* _What you should do_: The lines needed are those from the start of the records through the line holding "Unexpired entry for", each copied exactly.

* _Data shown_:
────────
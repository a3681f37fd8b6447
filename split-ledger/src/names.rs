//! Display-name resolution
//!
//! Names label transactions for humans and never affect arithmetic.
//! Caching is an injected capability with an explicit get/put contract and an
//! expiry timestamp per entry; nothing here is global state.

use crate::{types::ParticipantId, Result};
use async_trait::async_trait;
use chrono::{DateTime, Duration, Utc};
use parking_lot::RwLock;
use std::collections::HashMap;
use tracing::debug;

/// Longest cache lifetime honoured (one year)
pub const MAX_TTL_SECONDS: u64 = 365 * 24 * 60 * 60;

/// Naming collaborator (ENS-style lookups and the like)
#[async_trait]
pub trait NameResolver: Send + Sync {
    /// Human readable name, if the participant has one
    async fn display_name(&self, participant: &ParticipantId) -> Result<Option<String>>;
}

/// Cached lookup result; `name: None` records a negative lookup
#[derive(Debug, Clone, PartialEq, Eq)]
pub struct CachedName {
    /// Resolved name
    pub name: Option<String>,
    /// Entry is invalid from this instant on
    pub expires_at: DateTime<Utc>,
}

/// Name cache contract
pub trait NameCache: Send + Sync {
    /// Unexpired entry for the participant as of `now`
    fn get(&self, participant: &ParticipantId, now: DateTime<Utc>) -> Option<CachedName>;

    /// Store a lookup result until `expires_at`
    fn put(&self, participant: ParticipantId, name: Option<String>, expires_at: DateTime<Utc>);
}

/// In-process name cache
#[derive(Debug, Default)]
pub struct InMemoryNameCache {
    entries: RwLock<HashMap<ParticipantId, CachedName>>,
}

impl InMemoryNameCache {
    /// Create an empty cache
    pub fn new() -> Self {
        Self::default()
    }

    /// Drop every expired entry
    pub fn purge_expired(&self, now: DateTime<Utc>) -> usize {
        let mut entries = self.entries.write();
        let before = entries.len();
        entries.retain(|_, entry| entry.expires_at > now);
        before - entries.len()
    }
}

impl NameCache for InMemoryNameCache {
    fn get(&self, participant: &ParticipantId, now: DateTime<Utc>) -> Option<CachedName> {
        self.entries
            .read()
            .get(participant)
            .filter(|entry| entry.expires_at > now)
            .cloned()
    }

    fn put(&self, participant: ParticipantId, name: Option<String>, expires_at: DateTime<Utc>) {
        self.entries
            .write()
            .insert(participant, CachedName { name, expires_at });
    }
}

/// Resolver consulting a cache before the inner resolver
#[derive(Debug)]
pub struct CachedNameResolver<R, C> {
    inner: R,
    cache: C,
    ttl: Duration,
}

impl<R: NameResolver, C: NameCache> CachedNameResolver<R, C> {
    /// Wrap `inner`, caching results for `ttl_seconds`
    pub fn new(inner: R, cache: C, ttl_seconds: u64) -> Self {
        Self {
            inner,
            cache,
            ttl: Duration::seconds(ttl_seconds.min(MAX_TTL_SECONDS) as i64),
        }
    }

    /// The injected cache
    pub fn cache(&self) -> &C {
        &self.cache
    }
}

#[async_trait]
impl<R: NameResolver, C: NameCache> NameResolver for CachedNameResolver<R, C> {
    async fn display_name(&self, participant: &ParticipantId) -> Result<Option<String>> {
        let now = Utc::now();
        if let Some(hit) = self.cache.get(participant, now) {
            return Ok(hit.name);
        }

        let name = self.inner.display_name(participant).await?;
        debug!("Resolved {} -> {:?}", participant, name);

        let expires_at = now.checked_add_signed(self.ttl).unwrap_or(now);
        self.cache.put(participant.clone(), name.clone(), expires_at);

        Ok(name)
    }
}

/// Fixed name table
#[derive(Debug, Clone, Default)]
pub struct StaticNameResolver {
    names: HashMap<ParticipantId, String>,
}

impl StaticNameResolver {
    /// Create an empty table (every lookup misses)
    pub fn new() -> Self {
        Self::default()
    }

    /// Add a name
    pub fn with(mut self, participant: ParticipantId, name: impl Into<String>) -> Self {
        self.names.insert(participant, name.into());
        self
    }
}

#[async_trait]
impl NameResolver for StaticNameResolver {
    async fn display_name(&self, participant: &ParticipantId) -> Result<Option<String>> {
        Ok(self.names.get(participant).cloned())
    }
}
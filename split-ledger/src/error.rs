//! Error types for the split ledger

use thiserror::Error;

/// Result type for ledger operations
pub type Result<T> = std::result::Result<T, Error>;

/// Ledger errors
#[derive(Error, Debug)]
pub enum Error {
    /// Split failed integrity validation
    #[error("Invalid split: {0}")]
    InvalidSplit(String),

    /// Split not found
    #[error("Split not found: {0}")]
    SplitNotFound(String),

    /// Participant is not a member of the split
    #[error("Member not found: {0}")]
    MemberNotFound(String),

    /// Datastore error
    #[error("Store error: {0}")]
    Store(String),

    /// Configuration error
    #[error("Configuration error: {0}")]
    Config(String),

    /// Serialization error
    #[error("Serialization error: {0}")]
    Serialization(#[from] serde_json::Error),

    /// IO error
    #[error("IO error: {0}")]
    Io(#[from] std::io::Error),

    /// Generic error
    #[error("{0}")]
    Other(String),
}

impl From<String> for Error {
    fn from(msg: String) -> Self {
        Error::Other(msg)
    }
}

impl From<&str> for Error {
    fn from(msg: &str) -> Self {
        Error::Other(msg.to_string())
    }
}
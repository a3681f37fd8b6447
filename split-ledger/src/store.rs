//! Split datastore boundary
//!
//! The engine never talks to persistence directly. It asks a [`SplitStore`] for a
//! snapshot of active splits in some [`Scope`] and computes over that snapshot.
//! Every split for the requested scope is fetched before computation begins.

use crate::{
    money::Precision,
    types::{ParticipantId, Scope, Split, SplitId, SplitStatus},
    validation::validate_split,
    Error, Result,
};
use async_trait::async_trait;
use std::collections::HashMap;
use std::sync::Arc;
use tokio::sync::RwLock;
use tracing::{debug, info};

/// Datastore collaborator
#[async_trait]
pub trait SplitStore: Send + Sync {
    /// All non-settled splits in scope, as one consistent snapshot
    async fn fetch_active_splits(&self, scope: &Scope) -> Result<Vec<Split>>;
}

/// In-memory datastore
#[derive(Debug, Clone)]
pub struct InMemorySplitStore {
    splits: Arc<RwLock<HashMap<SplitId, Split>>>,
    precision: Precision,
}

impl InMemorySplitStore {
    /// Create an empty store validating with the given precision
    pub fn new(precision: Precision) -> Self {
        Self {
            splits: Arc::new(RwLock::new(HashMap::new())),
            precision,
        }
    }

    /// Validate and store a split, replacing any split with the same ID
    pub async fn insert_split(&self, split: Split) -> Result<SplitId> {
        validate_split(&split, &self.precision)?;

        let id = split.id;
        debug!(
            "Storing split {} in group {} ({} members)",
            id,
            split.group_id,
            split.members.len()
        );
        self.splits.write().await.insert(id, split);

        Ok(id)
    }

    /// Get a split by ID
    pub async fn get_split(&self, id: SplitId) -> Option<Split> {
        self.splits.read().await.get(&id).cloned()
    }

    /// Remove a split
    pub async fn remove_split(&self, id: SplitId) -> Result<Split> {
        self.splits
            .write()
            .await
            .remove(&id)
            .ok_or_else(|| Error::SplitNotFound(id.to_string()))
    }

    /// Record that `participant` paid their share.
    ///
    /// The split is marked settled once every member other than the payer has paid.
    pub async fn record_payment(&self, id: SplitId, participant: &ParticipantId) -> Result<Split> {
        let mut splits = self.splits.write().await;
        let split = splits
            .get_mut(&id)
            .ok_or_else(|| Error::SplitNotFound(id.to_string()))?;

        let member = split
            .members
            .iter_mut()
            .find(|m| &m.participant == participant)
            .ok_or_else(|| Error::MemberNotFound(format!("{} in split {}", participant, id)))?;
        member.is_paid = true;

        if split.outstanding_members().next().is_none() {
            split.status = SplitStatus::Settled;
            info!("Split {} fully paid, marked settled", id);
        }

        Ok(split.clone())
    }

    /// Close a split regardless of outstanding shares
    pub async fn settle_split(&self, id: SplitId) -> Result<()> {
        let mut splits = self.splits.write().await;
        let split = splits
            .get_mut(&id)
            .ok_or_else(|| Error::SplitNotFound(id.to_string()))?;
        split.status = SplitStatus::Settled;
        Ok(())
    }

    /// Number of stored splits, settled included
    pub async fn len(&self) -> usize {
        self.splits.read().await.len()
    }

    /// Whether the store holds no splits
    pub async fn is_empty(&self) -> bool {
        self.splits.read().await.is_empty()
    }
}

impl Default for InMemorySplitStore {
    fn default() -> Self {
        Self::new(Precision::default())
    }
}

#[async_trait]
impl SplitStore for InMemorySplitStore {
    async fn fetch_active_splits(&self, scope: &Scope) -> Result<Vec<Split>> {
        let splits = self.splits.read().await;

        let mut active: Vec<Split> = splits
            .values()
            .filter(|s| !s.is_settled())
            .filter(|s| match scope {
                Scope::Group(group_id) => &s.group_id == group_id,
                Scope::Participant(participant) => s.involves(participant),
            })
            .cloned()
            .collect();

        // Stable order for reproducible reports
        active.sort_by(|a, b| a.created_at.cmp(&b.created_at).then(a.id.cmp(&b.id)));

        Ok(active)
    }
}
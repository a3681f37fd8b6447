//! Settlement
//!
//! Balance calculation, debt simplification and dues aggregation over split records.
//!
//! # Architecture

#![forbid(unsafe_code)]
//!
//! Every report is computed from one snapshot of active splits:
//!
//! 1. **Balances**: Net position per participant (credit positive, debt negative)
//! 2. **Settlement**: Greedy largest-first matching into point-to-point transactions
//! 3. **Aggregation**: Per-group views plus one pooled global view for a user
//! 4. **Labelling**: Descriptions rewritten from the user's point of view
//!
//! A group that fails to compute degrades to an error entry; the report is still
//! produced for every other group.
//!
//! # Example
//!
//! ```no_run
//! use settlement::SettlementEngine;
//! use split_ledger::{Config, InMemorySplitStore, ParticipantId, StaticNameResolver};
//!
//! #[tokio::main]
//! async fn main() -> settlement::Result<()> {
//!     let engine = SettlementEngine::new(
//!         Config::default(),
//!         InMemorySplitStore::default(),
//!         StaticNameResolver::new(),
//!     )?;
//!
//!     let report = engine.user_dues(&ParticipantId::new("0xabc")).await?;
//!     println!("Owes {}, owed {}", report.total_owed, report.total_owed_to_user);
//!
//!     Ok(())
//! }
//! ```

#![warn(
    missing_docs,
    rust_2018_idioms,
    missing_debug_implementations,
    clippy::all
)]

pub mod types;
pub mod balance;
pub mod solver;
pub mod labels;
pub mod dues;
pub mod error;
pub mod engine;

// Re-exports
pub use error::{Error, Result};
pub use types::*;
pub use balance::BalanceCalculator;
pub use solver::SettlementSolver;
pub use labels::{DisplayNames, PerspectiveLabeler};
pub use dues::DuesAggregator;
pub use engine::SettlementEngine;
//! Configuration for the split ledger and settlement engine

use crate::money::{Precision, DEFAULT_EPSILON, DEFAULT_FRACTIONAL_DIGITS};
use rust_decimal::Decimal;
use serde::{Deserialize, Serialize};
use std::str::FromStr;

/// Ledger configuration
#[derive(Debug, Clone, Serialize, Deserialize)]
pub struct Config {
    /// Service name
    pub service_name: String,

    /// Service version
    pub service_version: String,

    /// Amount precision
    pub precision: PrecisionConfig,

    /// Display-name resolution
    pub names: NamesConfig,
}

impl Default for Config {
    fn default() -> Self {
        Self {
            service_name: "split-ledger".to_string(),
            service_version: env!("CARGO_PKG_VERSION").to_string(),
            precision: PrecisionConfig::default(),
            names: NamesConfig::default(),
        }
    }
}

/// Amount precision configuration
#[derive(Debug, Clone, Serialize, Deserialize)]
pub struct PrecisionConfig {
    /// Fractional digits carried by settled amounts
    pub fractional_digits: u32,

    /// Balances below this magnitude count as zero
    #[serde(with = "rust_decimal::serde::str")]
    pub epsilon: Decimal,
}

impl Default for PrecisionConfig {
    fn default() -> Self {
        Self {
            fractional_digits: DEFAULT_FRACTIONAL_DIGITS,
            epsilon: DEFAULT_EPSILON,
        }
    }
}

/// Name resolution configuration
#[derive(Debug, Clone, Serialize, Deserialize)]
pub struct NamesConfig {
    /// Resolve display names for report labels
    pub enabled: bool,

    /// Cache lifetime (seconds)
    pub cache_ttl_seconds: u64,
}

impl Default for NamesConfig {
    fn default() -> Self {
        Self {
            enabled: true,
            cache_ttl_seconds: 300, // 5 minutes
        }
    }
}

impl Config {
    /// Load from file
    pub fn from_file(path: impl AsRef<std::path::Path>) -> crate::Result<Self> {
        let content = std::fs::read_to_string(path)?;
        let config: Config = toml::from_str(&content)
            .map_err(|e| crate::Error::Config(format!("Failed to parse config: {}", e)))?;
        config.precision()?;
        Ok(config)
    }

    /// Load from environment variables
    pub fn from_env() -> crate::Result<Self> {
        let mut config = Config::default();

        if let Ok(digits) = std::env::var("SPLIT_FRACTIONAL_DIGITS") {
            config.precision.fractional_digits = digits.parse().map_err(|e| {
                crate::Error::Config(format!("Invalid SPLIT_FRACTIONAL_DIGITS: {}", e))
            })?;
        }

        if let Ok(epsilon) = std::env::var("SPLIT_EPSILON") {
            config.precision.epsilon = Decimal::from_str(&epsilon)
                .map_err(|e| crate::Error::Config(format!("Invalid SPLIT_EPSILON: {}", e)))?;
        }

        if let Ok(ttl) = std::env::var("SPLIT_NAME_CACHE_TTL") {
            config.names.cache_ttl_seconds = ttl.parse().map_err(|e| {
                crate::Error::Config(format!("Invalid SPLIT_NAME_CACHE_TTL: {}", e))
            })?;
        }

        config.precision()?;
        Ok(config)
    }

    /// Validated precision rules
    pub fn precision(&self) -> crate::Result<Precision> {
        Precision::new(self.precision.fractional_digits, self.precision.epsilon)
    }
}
────────
* _Output of the task_:
repository a3681f37fd8b6447
filename split-ledger/src/names.rs
//! Display-name resolution
//!
//! Names label transactions for humans and never affect arithmetic.
//! Caching is an injected capability with an explicit get/put contract and an
//! expiry timestamp per entry; nothing here is global state.

use crate::{types::ParticipantId, Result};
use async_trait::async_trait;
use chrono::{DateTime, Duration, Utc};
use parking_lot::RwLock;
use std::collections::HashMap;
use tracing::debug;

/// Longest cache lifetime honoured (one year)
pub const MAX_TTL_SECONDS: u64 = 365 * 24 * 60 * 60;

/// Naming collaborator (ENS-style lookups and the like)
#[async_trait]
pub trait NameResolver: Send + Sync {
    /// Human readable name, if the participant has one
    async fn display_name(&self, participant: &ParticipantId) -> Result<Option<String>>;
}

/// Cached lookup result; `name: None` records a negative lookup
#[derive(Debug, Clone, PartialEq, Eq)]
pub struct CachedName {
    /// Resolved name
    pub name: Option<String>,
    /// Entry is invalid from this instant on
    pub expires_at: DateTime<Utc>,
}

/// Name cache contract
pub trait NameCache: Send + Sync {
    /// Unexpired entry for the participant as of `now`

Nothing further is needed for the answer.